WORK INSTRUCTIONS:
In the records that follow, find each line containing "usize" and copy it.

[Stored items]
────────────────────────────────────────
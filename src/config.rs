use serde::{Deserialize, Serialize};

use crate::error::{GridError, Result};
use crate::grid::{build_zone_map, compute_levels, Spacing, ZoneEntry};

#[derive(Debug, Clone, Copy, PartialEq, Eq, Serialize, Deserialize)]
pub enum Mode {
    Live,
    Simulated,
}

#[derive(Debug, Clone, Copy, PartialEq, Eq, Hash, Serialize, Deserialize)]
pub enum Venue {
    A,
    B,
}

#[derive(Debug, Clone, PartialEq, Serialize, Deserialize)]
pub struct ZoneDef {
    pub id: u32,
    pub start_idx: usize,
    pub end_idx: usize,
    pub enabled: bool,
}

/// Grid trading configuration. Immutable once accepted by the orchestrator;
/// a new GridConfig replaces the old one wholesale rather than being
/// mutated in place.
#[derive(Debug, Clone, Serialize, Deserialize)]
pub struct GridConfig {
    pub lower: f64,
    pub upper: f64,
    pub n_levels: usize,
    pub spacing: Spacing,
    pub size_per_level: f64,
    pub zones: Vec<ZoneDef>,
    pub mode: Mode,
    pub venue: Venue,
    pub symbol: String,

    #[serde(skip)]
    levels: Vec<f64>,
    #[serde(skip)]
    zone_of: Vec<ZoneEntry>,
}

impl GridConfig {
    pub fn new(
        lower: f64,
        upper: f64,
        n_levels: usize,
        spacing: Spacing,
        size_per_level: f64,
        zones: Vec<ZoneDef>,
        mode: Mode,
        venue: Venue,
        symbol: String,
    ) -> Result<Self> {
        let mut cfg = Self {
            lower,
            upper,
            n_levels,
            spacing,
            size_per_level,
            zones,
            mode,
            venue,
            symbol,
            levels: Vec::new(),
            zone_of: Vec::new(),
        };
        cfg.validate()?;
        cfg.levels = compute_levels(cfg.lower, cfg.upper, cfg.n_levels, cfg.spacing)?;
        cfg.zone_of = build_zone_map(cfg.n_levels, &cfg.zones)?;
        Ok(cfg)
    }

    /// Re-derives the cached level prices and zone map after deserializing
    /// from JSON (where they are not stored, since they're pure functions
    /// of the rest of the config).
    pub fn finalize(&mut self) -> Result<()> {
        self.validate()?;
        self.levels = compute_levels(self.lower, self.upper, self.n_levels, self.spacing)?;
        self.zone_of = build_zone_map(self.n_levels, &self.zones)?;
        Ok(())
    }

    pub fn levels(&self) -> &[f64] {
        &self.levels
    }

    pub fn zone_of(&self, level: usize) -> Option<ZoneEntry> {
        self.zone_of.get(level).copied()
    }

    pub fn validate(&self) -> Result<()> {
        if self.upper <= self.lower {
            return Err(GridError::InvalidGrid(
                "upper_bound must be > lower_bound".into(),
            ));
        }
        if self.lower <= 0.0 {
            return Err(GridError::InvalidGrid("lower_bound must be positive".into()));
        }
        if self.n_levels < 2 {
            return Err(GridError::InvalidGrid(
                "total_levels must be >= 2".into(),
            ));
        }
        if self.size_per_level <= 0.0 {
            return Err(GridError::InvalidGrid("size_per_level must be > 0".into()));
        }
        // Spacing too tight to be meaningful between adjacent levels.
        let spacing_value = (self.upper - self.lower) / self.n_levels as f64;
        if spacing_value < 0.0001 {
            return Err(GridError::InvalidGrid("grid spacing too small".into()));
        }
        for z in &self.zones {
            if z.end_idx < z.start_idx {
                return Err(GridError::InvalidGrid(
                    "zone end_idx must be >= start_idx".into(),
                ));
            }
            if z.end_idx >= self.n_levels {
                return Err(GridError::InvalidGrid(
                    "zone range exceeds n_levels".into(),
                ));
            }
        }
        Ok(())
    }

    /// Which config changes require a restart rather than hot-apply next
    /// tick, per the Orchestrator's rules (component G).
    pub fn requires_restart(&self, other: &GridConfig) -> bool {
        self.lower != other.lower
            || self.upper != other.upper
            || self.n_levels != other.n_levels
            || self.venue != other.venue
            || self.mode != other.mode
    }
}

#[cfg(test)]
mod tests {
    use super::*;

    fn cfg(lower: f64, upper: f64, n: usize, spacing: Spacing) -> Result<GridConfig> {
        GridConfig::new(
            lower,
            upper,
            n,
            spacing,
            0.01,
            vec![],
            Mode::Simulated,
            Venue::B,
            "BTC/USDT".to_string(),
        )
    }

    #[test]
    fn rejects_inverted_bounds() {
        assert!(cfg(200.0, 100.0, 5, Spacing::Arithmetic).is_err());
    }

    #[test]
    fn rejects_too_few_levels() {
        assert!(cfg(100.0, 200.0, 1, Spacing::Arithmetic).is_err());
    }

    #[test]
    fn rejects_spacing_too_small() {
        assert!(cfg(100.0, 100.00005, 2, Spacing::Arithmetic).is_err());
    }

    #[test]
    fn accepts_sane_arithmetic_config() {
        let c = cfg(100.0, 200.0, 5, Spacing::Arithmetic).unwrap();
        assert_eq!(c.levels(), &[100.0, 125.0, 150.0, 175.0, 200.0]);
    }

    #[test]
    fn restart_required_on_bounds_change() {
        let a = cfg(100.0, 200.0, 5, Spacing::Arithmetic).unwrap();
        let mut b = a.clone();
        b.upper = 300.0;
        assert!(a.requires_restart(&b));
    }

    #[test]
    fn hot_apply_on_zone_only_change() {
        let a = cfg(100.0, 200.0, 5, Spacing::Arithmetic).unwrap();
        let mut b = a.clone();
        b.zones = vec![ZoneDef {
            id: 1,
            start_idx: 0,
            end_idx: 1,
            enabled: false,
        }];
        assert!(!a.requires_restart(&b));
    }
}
────────────────────────────────────────
EXERCISE SOLUTION:
    pub start_idx: usize,
    pub end_idx: usize,
    pub n_levels: usize,
        n_levels: usize,
    pub fn zone_of(&self, level: usize) -> Option<ZoneEntry> {
    fn cfg(lower: f64, upper: f64, n: usize, spacing: Spacing) -> Result<GridConfig> {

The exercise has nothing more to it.